//! Single-subject commission calculations
//!
//! These commands are pure reads: fetch the subject and its period ledger,
//! fold it through the core calculators, return the result. No side effects.

use std::time::Instant;

use rentroll_core::calc::{self, AgentCommission, CaretakerCommission};
use rentroll_core::errors::{LedgerError, Result};
use rentroll_core::model::{Agent, Caretaker, PropertyFilter};
use rentroll_core::period::PaymentPeriod;
use rentroll_core::{log_op_end, log_op_error, log_op_start};
use rentroll_core_types::{AgentId, CaretakerId};
use rentroll_store::LedgerRepository;

/// Resolve an agent or fail with `AgentNotFound`
pub(crate) async fn fetch_agent(repo: &dyn LedgerRepository, id: &AgentId) -> Result<Agent> {
    repo.agent(id)
        .await?
        .ok_or_else(|| LedgerError::AgentNotFound {
            agent_id: id.to_string(),
        })
}

/// Resolve a caretaker or fail with `CaretakerNotFound`
pub(crate) async fn fetch_caretaker(
    repo: &dyn LedgerRepository,
    id: &CaretakerId,
) -> Result<Caretaker> {
    repo.caretaker(id)
        .await?
        .ok_or_else(|| LedgerError::CaretakerNotFound {
            caretaker_id: id.to_string(),
        })
}

/// Calculate an agent's commission for a period
///
/// ## Errors
///
/// - `AgentNotFound`: the id does not resolve
/// - `StoreTimeout` / `Persistence`: propagated from the repository
pub async fn calculate_agent_commission(
    repo: &dyn LedgerRepository,
    agent_id: &AgentId,
    period: PaymentPeriod,
    filter: &PropertyFilter,
) -> Result<AgentCommission> {
    log_op_start!(
        "calculate_agent_commission",
        agent_id = %agent_id,
        payment_period = %period
    );
    let start = Instant::now();

    let result = calculate_agent_commission_impl(repo, agent_id, period, filter)
        .await
        .map_err(|e| {
            log_op_error!(
                "calculate_agent_commission",
                e,
                duration_ms = start.elapsed().as_millis() as u64
            );
            e
        })?;

    log_op_end!(
        "calculate_agent_commission",
        duration_ms = start.elapsed().as_millis() as u64,
        commission_minor = result.commission_amount.minor_units()
    );
    Ok(result)
}

async fn calculate_agent_commission_impl(
    repo: &dyn LedgerRepository,
    agent_id: &AgentId,
    period: PaymentPeriod,
    filter: &PropertyFilter,
) -> Result<AgentCommission> {
    let agent = fetch_agent(repo, agent_id).await?;
    let assignments = repo
        .agent_assignments(agent_id, &period.window(), filter)
        .await?;
    Ok(calc::agent_commission(&agent, period, &assignments))
}

/// Calculate a caretaker's commission for a period
///
/// ## Errors
///
/// - `CaretakerNotFound`: the id does not resolve
/// - `StoreTimeout` / `Persistence`: propagated from the repository
pub async fn calculate_caretaker_commission(
    repo: &dyn LedgerRepository,
    caretaker_id: &CaretakerId,
    period: PaymentPeriod,
    filter: &PropertyFilter,
) -> Result<CaretakerCommission> {
    log_op_start!(
        "calculate_caretaker_commission",
        caretaker_id = %caretaker_id,
        payment_period = %period
    );
    let start = Instant::now();

    let result = calculate_caretaker_commission_impl(repo, caretaker_id, period, filter)
        .await
        .map_err(|e| {
            log_op_error!(
                "calculate_caretaker_commission",
                e,
                duration_ms = start.elapsed().as_millis() as u64
            );
            e
        })?;

    log_op_end!(
        "calculate_caretaker_commission",
        duration_ms = start.elapsed().as_millis() as u64,
        total_minor = result.total_amount.minor_units()
    );
    Ok(result)
}

async fn calculate_caretaker_commission_impl(
    repo: &dyn LedgerRepository,
    caretaker_id: &CaretakerId,
    period: PaymentPeriod,
    filter: &PropertyFilter,
) -> Result<CaretakerCommission> {
    let caretaker = fetch_caretaker(repo, caretaker_id).await?;
    let portfolio = repo
        .caretaker_portfolio(caretaker_id, &period.window(), filter)
        .await?;
    Ok(calc::caretaker_commission(&caretaker, period, &portfolio))
}
//! Domain models for the commission ledger

mod agent;
mod caretaker;
mod ledger;
mod payout;
mod policy;
mod property;

pub use agent::Agent;
pub use caretaker::Caretaker;
pub use ledger::{LeaseLedger, LeaseSlice, PropertyFilter, PropertyLedger};
pub use payout::{AgentPayout, CaretakerPayout, PayoutStatus};
pub use policy::{CommissionPolicy, LegacyPolicyMode};
pub use property::{Lease, Payment, Property};
//! Engine command handlers with boundary logging
//!
//! ## Logging Ownership
//!
//! The engine layer owns lifecycle logging for commission operations:
//! - `log_op_start!` at entry
//! - `log_op_end!` on success
//! - `log_op_error!` on failure
//!
//! Lower layers (store, core) use only `tracing::debug!()` for internal
//! details.

pub mod bulk;
pub mod calculate;
pub mod payout;
pub mod report;
pub mod summary;
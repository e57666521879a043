//! RentRoll Store - Persistence seam for the commission engine
//!
//! The engine consumes the ledger through the [`LedgerRepository`] trait:
//! nested read graphs (caretaker portfolios, agent lease assignments) and
//! atomic payout insertion. This crate ships two implementations:
//!
//! - [`MemoryRepository`]: the reference implementation backed by in-process
//!   maps, used by tests and embeddings
//! - [`TimeoutRepository`]: a decorator that bounds every call with a
//!   timeout, mapping elapsed timers to a retryable `StoreTimeout` error

pub mod memory;
pub mod repository;
pub mod timeout;

pub use memory::MemoryRepository;
pub use repository::LedgerRepository;
pub use timeout::TimeoutRepository;
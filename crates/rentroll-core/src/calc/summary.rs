use chrono::{DateTime, Utc};
use serde::{Deserialize, Serialize};

use rentroll_core_types::{AgencyId, Money};

use crate::model::{AgentPayout, CaretakerPayout};
use crate::period::PaymentPeriod;

use super::agent::AgentCommission;
use super::caretaker::CaretakerCommission;

/// Agency-wide totals computed live from the current payment ledger
#[derive(Debug, Clone, PartialEq, Serialize, Deserialize)]
pub struct AgencySummary {
    pub agency_id: AgencyId,
    pub period: PaymentPeriod,
    pub agent_commission_total: Money,
    pub caretaker_commission_total: Money,
    pub caretaker_salary_total: Money,
    /// Sum of the three totals above
    pub grand_total: Money,
    pub agents_processed: usize,
    pub caretakers_processed: usize,
    pub calculated_at: DateTime<Utc>,
}

/// Agency-wide totals read back from committed payout records.
///
/// Same shape as [`AgencySummary`] so callers can reconcile what was
/// calculated against what was committed to the ledger.
#[derive(Debug, Clone, PartialEq, Serialize, Deserialize)]
pub struct PayoutReport {
    pub agency_id: AgencyId,
    pub period: PaymentPeriod,
    pub agent_commission_total: Money,
    pub caretaker_commission_total: Money,
    pub caretaker_salary_total: Money,
    pub grand_total: Money,
    pub agent_payouts: usize,
    pub caretaker_payouts: usize,
}

/// Reduce per-subject live calculations to agency totals
pub fn summarize_agency(
    agency_id: AgencyId,
    period: PaymentPeriod,
    agents: &[AgentCommission],
    caretakers: &[CaretakerCommission],
) -> AgencySummary {
    let agent_commission_total: Money = agents.iter().map(|a| a.commission_amount).sum();
    let caretaker_commission_total: Money = caretakers.iter().map(|c| c.commission_amount).sum();
    let caretaker_salary_total: Money = caretakers.iter().map(|c| c.salary_amount).sum();

    AgencySummary {
        agency_id,
        period,
        agent_commission_total,
        caretaker_commission_total,
        caretaker_salary_total,
        grand_total: agent_commission_total + caretaker_commission_total + caretaker_salary_total,
        agents_processed: agents.len(),
        caretakers_processed: caretakers.len(),
        calculated_at: Utc::now(),
    }
}

/// Reduce committed payout records to agency totals
pub fn summarize_payouts(
    agency_id: AgencyId,
    period: PaymentPeriod,
    agent_payouts: &[AgentPayout],
    caretaker_payouts: &[CaretakerPayout],
) -> PayoutReport {
    let agent_commission_total: Money = agent_payouts.iter().map(|p| p.amount).sum();
    let caretaker_commission_total: Money =
        caretaker_payouts.iter().map(|p| p.commission_amount).sum();
    let caretaker_salary_total: Money = caretaker_payouts.iter().map(|p| p.salary_amount).sum();

    PayoutReport {
        agency_id,
        period,
        agent_commission_total,
        caretaker_commission_total,
        caretaker_salary_total,
        grand_total: agent_commission_total + caretaker_commission_total + caretaker_salary_total,
        agent_payouts: agent_payouts.len(),
        caretaker_payouts: caretaker_payouts.len(),
    }
}
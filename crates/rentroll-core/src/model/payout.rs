use chrono::{DateTime, Utc};
use serde::{Deserialize, Serialize};

use rentroll_core_types::{AgencyId, AgentId, CaretakerId, LeaseId, Money, PayoutId};

use crate::calc::{AgentCommission, CaretakerCommission};
use crate::period::PaymentPeriod;

use super::ledger::PropertyFilter;

/// Lifecycle of a persisted payout record.
///
/// The engine only ever writes `Pending`; approval and disbursement happen
/// downstream.
#[derive(Debug, Clone, Copy, PartialEq, Eq, Serialize, Deserialize)]
#[serde(rename_all = "SCREAMING_SNAKE_CASE")]
pub enum PayoutStatus {
    Pending,
    Approved,
    Rejected,
}

/// A persisted commission payout for an agent.
///
/// At most one record exists per `(agent_id, period)`; the store enforces
/// this atomically on insert. The record embeds the lease ids that
/// contributed and the property filter in effect, so the figure can be
/// audited later even as the underlying payments change.
#[derive(Debug, Clone, PartialEq, Serialize, Deserialize)]
pub struct AgentPayout {
    pub id: PayoutId,
    pub agent_id: AgentId,
    pub agency_id: AgencyId,
    pub period: PaymentPeriod,
    pub rent_collected: Money,
    pub amount: Money,
    pub status: PayoutStatus,
    pub lease_ids: Vec<LeaseId>,
    pub property_filter: PropertyFilter,
    pub created_at: DateTime<Utc>,
}

impl AgentPayout {
    /// Build a pending payout from a live calculation
    pub fn from_calculation(
        calculation: &AgentCommission,
        agency_id: AgencyId,
        property_filter: PropertyFilter,
    ) -> Self {
        Self {
            id: PayoutId::new(),
            agent_id: calculation.agent_id.clone(),
            agency_id,
            period: calculation.period,
            rent_collected: calculation.total_rent_collected,
            amount: calculation.commission_amount,
            status: PayoutStatus::Pending,
            lease_ids: calculation
                .leases
                .iter()
                .map(|l| l.lease_id.clone())
                .collect(),
            property_filter,
            created_at: Utc::now(),
        }
    }
}

/// A persisted payout for a caretaker: base salary plus commission.
///
/// Same uniqueness and provenance rules as [`AgentPayout`].
#[derive(Debug, Clone, PartialEq, Serialize, Deserialize)]
pub struct CaretakerPayout {
    pub id: PayoutId,
    pub caretaker_id: CaretakerId,
    pub agency_id: AgencyId,
    pub period: PaymentPeriod,
    pub rent_collected: Money,
    pub salary_amount: Money,
    pub commission_amount: Money,
    pub total_amount: Money,
    pub status: PayoutStatus,
    pub property_filter: PropertyFilter,
    pub created_at: DateTime<Utc>,
}

impl CaretakerPayout {
    /// Build a pending payout from a live calculation
    pub fn from_calculation(
        calculation: &CaretakerCommission,
        agency_id: AgencyId,
        property_filter: PropertyFilter,
    ) -> Self {
        Self {
            id: PayoutId::new(),
            caretaker_id: calculation.caretaker_id.clone(),
            agency_id,
            period: calculation.period,
            rent_collected: calculation.total_rent_collected,
            salary_amount: calculation.salary_amount,
            commission_amount: calculation.commission_amount,
            total_amount: calculation.total_amount,
            status: PayoutStatus::Pending,
            property_filter,
            created_at: Utc::now(),
        }
    }
}
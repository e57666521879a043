//! Shared fixtures for engine integration tests

#![allow(dead_code)]

use chrono::{DateTime, TimeZone, Utc};

use rentroll_core::model::{
    Agent, Caretaker, CommissionPolicy, Lease, Payment, Property, PropertyFilter,
};
use rentroll_core::period::PaymentPeriod;
use rentroll_core_types::{
    AgencyId, AgentId, CaretakerId, LeaseId, Money, PaymentId, PropertyId,
};
use rentroll_store::MemoryRepository;

pub fn period(s: &str) -> PaymentPeriod {
    s.parse().unwrap()
}

pub fn agency() -> AgencyId {
    AgencyId::from("agency-1")
}

pub fn unrestricted() -> PropertyFilter {
    PropertyFilter::all()
}

/// A timestamp safely inside the given period
pub fn mid_period(s: &str) -> DateTime<Utc> {
    let p = period(s);
    Utc.with_ymd_and_hms(p.year(), p.month(), 15, 12, 0, 0)
        .unwrap()
}

pub async fn seed_agent(repo: &MemoryRepository, id: &str, policy: CommissionPolicy) -> AgentId {
    let agent_id = AgentId::from(id);
    repo.add_agent(Agent::new(agent_id.clone(), agency(), id, policy))
        .await;
    agent_id
}

pub async fn seed_caretaker(
    repo: &MemoryRepository,
    id: &str,
    policy: CommissionPolicy,
    salary: Option<Money>,
) -> CaretakerId {
    let caretaker_id = CaretakerId::from(id);
    repo.add_caretaker(Caretaker::new(
        caretaker_id.clone(),
        agency(),
        id,
        policy,
        salary,
    ))
    .await;
    caretaker_id
}

/// Create a property with one active lease and return the lease id
pub async fn seed_property_with_lease(
    repo: &MemoryRepository,
    property: &str,
    lease: &str,
) -> LeaseId {
    repo.add_property(Property::new(PropertyId::from(property), property))
        .await;
    let lease_id = LeaseId::from(lease);
    repo.add_lease(Lease::new(
        lease_id.clone(),
        PropertyId::from(property),
        Utc.with_ymd_and_hms(2023, 1, 1, 0, 0, 0).unwrap(),
    ))
    .await;
    lease_id
}

pub async fn seed_payment(
    repo: &MemoryRepository,
    lease: &LeaseId,
    amount: i64,
    at: DateTime<Utc>,
) {
    repo.add_payment(Payment::new(
        PaymentId::new(),
        lease.clone(),
        Money::from_minor(amount),
        at,
    ))
    .await;
}

/// Wire an agent to a fresh property/lease pair with one in-period payment
pub async fn seed_agent_lease_with_rent(
    repo: &MemoryRepository,
    agent_id: &AgentId,
    property: &str,
    lease: &str,
    amount: i64,
    period_str: &str,
) -> LeaseId {
    let lease_id = seed_property_with_lease(repo, property, lease).await;
    repo.assign_lease(agent_id, &lease_id).await;
    seed_payment(repo, &lease_id, amount, mid_period(period_str)).await;
    lease_id
}

/// Wire a caretaker to a fresh property/lease pair with one in-period payment
pub async fn seed_caretaker_property_with_rent(
    repo: &MemoryRepository,
    caretaker_id: &CaretakerId,
    property: &str,
    lease: &str,
    amount: i64,
    period_str: &str,
) -> LeaseId {
    let lease_id = seed_property_with_lease(repo, property, lease).await;
    repo.assign_property(caretaker_id, &PropertyId::from(property))
        .await;
    seed_payment(repo, &lease_id, amount, mid_period(period_str)).await;
    lease_id
}
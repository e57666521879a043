//! Canonical schema constants for structured logging and events
//!
//! These constants ensure consistency across all logging and error reporting.

// Canonical field keys for structured logging
pub const FIELD_COMPONENT: &str = "component";
pub const FIELD_OP: &str = "op";
pub const FIELD_EVENT: &str = "event";
pub const FIELD_DURATION_MS: &str = "duration_ms";

// Entity identifiers
pub const FIELD_AGENCY_ID: &str = "agency_id";
pub const FIELD_AGENT_ID: &str = "agent_id";
pub const FIELD_CARETAKER_ID: &str = "caretaker_id";
pub const FIELD_PAYMENT_PERIOD: &str = "payment_period";

// Error fields
pub const FIELD_ERR_CODE: &str = "err.code";

// Canonical event names
pub const EVENT_START: &str = "start";
pub const EVENT_END: &str = "end";
pub const EVENT_END_ERROR: &str = "end_error";
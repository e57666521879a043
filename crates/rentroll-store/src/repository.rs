//! The persistence contract consumed by the commission engine

use async_trait::async_trait;

use rentroll_core::errors::Result;
use rentroll_core::model::{
    Agent, AgentPayout, Caretaker, CaretakerPayout, LeaseLedger, PropertyFilter, PropertyLedger,
};
use rentroll_core::period::{PaymentPeriod, PeriodWindow};
use rentroll_core_types::{AgencyId, AgentId, CaretakerId};

/// Read and write operations the commission engine needs from the ledger.
///
/// Read graphs come back eagerly loaded and pre-filtered: leases restricted
/// to active ones where the contract says so, payments restricted to the
/// inclusive period window, properties restricted to the caller's filter.
///
/// Payout insertion is **atomic insert-if-absent** on the
/// `(subject, period)` key. Implementations must guarantee that of two
/// concurrent inserts for the same key exactly one succeeds and the other
/// fails with the corresponding duplicate error; callers' existence checks
/// are a fast path only.
#[async_trait]
pub trait LedgerRepository: Send + Sync {
    /// Look up an agent by id (`None` when absent)
    async fn agent(&self, id: &AgentId) -> Result<Option<Agent>>;

    /// Look up a caretaker by id (`None` when absent)
    async fn caretaker(&self, id: &CaretakerId) -> Result<Option<Caretaker>>;

    /// All active agents of an agency
    async fn active_agents(&self, agency_id: &AgencyId) -> Result<Vec<Agent>>;

    /// All caretakers of an agency
    async fn caretakers(&self, agency_id: &AgencyId) -> Result<Vec<Caretaker>>;

    /// A caretaker's managed properties with active leases and in-window
    /// payments, restricted to `filter` when it is non-empty
    async fn caretaker_portfolio(
        &self,
        id: &CaretakerId,
        window: &PeriodWindow,
        filter: &PropertyFilter,
    ) -> Result<Vec<PropertyLedger>>;

    /// An agent's lease assignments with their properties and in-window
    /// payments, restricted to `filter` when it is non-empty
    async fn agent_assignments(
        &self,
        id: &AgentId,
        window: &PeriodWindow,
        filter: &PropertyFilter,
    ) -> Result<Vec<LeaseLedger>>;

    /// Fast-path check for an existing agent payout
    async fn agent_payout_exists(&self, id: &AgentId, period: &PaymentPeriod) -> Result<bool>;

    /// Fast-path check for an existing caretaker payout
    async fn caretaker_payout_exists(
        &self,
        id: &CaretakerId,
        period: &PaymentPeriod,
    ) -> Result<bool>;

    /// Insert an agent payout, failing with `DuplicateAgentPayout` when one
    /// already exists for the `(agent, period)` key
    async fn insert_agent_payout(&self, payout: AgentPayout) -> Result<()>;

    /// Insert a caretaker payout, failing with `DuplicateCaretakerPayout`
    /// when one already exists for the `(caretaker, period)` key
    async fn insert_caretaker_payout(&self, payout: CaretakerPayout) -> Result<()>;

    /// Committed agent payouts of an agency for a period
    async fn agent_payouts(
        &self,
        agency_id: &AgencyId,
        period: &PaymentPeriod,
    ) -> Result<Vec<AgentPayout>>;

    /// Committed caretaker payouts of an agency for a period
    async fn caretaker_payouts(
        &self,
        agency_id: &AgencyId,
        period: &PaymentPeriod,
    ) -> Result<Vec<CaretakerPayout>>;
}
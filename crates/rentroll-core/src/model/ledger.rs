//! Read graphs handed from the repository to the pure calculators
//!
//! The repository eager-loads the slice of the ledger a calculation needs:
//! active leases only, payments already restricted to the period window,
//! properties restricted to the caller's filter. The calculators never touch
//! the store.

use serde::{Deserialize, Serialize};

use rentroll_core_types::{Money, PropertyId};

use super::property::{Lease, Payment, Property};

/// Optional restriction of a calculation to a subset of properties.
///
/// An empty filter admits every property. A non-empty filter restricts both
/// aggregation and the provenance recorded on payout records.
#[derive(Debug, Clone, Default, PartialEq, Eq, Serialize, Deserialize)]
pub struct PropertyFilter(Vec<PropertyId>);

impl PropertyFilter {
    /// The unrestricted filter (admits all properties)
    pub fn all() -> Self {
        Self(Vec::new())
    }

    /// Restrict to the given property ids
    pub fn only(ids: impl IntoIterator<Item = PropertyId>) -> Self {
        Self(ids.into_iter().collect())
    }

    /// Whether this filter admits every property
    pub fn is_unrestricted(&self) -> bool {
        self.0.is_empty()
    }

    /// Whether a property passes this filter
    pub fn admits(&self, id: &PropertyId) -> bool {
        self.0.is_empty() || self.0.contains(id)
    }

    /// The restricted property ids (empty when unrestricted)
    pub fn ids(&self) -> &[PropertyId] {
        &self.0
    }
}

/// One property of a caretaker's portfolio, with its active leases and the
/// period's payments under each
#[derive(Debug, Clone, PartialEq, Serialize, Deserialize)]
pub struct PropertyLedger {
    pub property: Property,
    pub leases: Vec<LeaseSlice>,
}

/// One lease assignment of an agent, with its property and the period's
/// payments
#[derive(Debug, Clone, PartialEq, Serialize, Deserialize)]
pub struct LeaseLedger {
    pub lease: Lease,
    pub property: Property,
    pub payments: Vec<Payment>,
}

/// A lease and its in-window payments inside a [`PropertyLedger`]
#[derive(Debug, Clone, PartialEq, Serialize, Deserialize)]
pub struct LeaseSlice {
    pub lease: Lease,
    pub payments: Vec<Payment>,
}

impl PropertyLedger {
    /// Total rent collected across this property's leases
    pub fn rent_collected(&self) -> Money {
        self.leases
            .iter()
            .flat_map(|slice| slice.payments.iter())
            .map(|p| p.amount)
            .sum()
    }
}

impl LeaseLedger {
    /// Total rent collected under this lease
    pub fn rent_collected(&self) -> Money {
        self.payments.iter().map(|p| p.amount).sum()
    }
}
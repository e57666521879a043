//! Core types shared across RentRoll facilities
//!
//! This crate provides foundational types used by the domain model,
//! persistence seam, and logging facility:
//!
//! - **Entity identifiers**: AgencyId, AgentId, CaretakerId, PropertyId,
//!   LeaseId, PaymentId, PayoutId
//! - **Money**: integer minor-unit currency amounts
//! - **Schema constants**: Canonical field keys and event names

pub mod ids;
pub mod money;
pub mod schema;

pub use ids::{AgencyId, AgentId, CaretakerId, LeaseId, PaymentId, PayoutId, PropertyId};
pub use money::Money;
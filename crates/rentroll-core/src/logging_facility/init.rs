//! Logging initialization module
//!
//! Provides a single initialization point for the logging facility.

use std::sync::Once;
use tracing_subscriber::{util::SubscriberInitExt, EnvFilter};

/// Logging profile configuration
#[derive(Debug, Clone, Copy, PartialEq, Eq)]
pub enum Profile {
    /// Human-readable output for development
    Development,
    /// JSON structured output for production
    Production,
    /// No-op subscriber for tests
    Test,
}

static INIT_ONCE: Once = Once::new();

/// Initialize the logging facility
///
/// This function should be called once at application startup.
/// It sets up the tracing subscriber based on the selected profile.
///
/// # Profiles
///
/// - **Development**: Human-readable logs with debug level
/// - **Production**: JSON structured logs with info level
/// - **Test**: No-op registry; tests assert on behavior, not logs
pub fn init(profile: Profile) {
    INIT_ONCE.call_once(|| {
        match profile {
            Profile::Development => {
                tracing_subscriber::fmt()
                    .with_env_filter(
                        EnvFilter::try_from_default_env()
                            .unwrap_or_else(|_| EnvFilter::new("rentroll=debug")),
                    )
                    .init();
            }
            Profile::Production => {
                tracing_subscriber::fmt()
                    .json()
                    .with_env_filter(
                        EnvFilter::try_from_default_env()
                            .unwrap_or_else(|_| EnvFilter::new("rentroll=info")),
                    )
                    .init();
            }
            Profile::Test => {
                tracing_subscriber::registry().init();
            }
        }
    });
}
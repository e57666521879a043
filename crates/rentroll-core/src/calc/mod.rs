//! Pure commission calculators and agency-level reducers
//!
//! Every function in this module is a pure function of its inputs (plus a
//! `calculated_at` timestamp): the repository hands over a read graph and
//! the calculator folds it into a result. Recomputing with the same inputs
//! yields identical monetary figures.

mod agent;
mod caretaker;
mod summary;

pub use agent::{agent_commission, AgentCommission, LeaseBreakdown};
pub use caretaker::{caretaker_commission, CaretakerCommission, PropertyBreakdown};
pub use summary::{summarize_agency, summarize_payouts, AgencySummary, PayoutReport};
use serde::{Deserialize, Serialize};

use rentroll_core_types::{AgencyId, AgentId};

use super::policy::CommissionPolicy;

/// An agent manages leases on behalf of an agency and earns commission on
/// the rent collected under them.
///
/// Agents are created and edited by agency administration; the commission
/// engine only ever reads them.
#[derive(Debug, Clone, PartialEq, Serialize, Deserialize)]
pub struct Agent {
    /// Unique identifier for this agent
    pub id: AgentId,

    /// Owning agency
    pub agency_id: AgencyId,

    /// Display name
    pub name: String,

    /// How this agent earns commission
    pub policy: CommissionPolicy,

    /// Inactive agents are skipped by agency-wide operations
    pub active: bool,
}

impl Agent {
    /// Create an active agent with the given policy
    pub fn new(
        id: AgentId,
        agency_id: AgencyId,
        name: impl Into<String>,
        policy: CommissionPolicy,
    ) -> Self {
        Self {
            id,
            agency_id,
            name: name.into(),
            policy,
            active: true,
        }
    }
}
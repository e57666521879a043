use chrono::{DateTime, Utc};
use serde::{Deserialize, Serialize};

use rentroll_core_types::{AgentId, LeaseId, Money, PropertyId};

use crate::model::{Agent, CommissionPolicy, LeaseLedger};
use crate::period::PaymentPeriod;

/// Result of an agent commission calculation for one period.
///
/// Derived, never persisted; see [`crate::model::AgentPayout`] for the
/// committed form.
#[derive(Debug, Clone, PartialEq, Serialize, Deserialize)]
pub struct AgentCommission {
    pub agent_id: AgentId,
    pub period: PaymentPeriod,
    pub total_rent_collected: Money,
    pub commission_amount: Money,
    pub leases: Vec<LeaseBreakdown>,
    pub calculated_at: DateTime<Utc>,
}

/// Rent and commission attributed to one lease assignment
#[derive(Debug, Clone, PartialEq, Serialize, Deserialize)]
pub struct LeaseBreakdown {
    pub lease_id: LeaseId,
    pub property_id: PropertyId,
    pub rent_collected: Money,
    /// Zero for flat-rate policies; the stipend is subject-level
    pub commission: Money,
}

/// Compute an agent's commission for a period.
///
/// Proportional policies accrue per lease: each lease's commission is the
/// basis-point share of that lease's rent, and the subject total is the sum
/// of the per-lease figures (which can differ from a share of the grand
/// total by rounding). A flat-rate stipend is applied once at the subject
/// level, with per-lease commissions reported as zero.
pub fn agent_commission(
    agent: &Agent,
    period: PaymentPeriod,
    assignments: &[LeaseLedger],
) -> AgentCommission {
    let leases: Vec<LeaseBreakdown> = assignments
        .iter()
        .map(|ledger| {
            let rent_collected = ledger.rent_collected();
            let commission = match &agent.policy {
                CommissionPolicy::Percentage { basis_points } if *basis_points > 0 => {
                    rent_collected.share(*basis_points)
                }
                _ => Money::ZERO,
            };
            LeaseBreakdown {
                lease_id: ledger.lease.id.clone(),
                property_id: ledger.property.id.clone(),
                rent_collected,
                commission,
            }
        })
        .collect();

    let total_rent_collected: Money = leases.iter().map(|l| l.rent_collected).sum();
    let commission_amount = if agent.policy.is_proportional() {
        leases.iter().map(|l| l.commission).sum()
    } else {
        agent.policy.commission_on(total_rent_collected)
    };

    AgentCommission {
        agent_id: agent.id.clone(),
        period,
        total_rent_collected,
        commission_amount,
        leases,
        calculated_at: Utc::now(),
    }
}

———

■ The problem ■
Search the data above for the string "timestamp" and return every line that has it.

■ Result for this exercise ■
/// A timestamp safely inside the given period
//! `calculated_at` timestamp): the repository hands over a read graph and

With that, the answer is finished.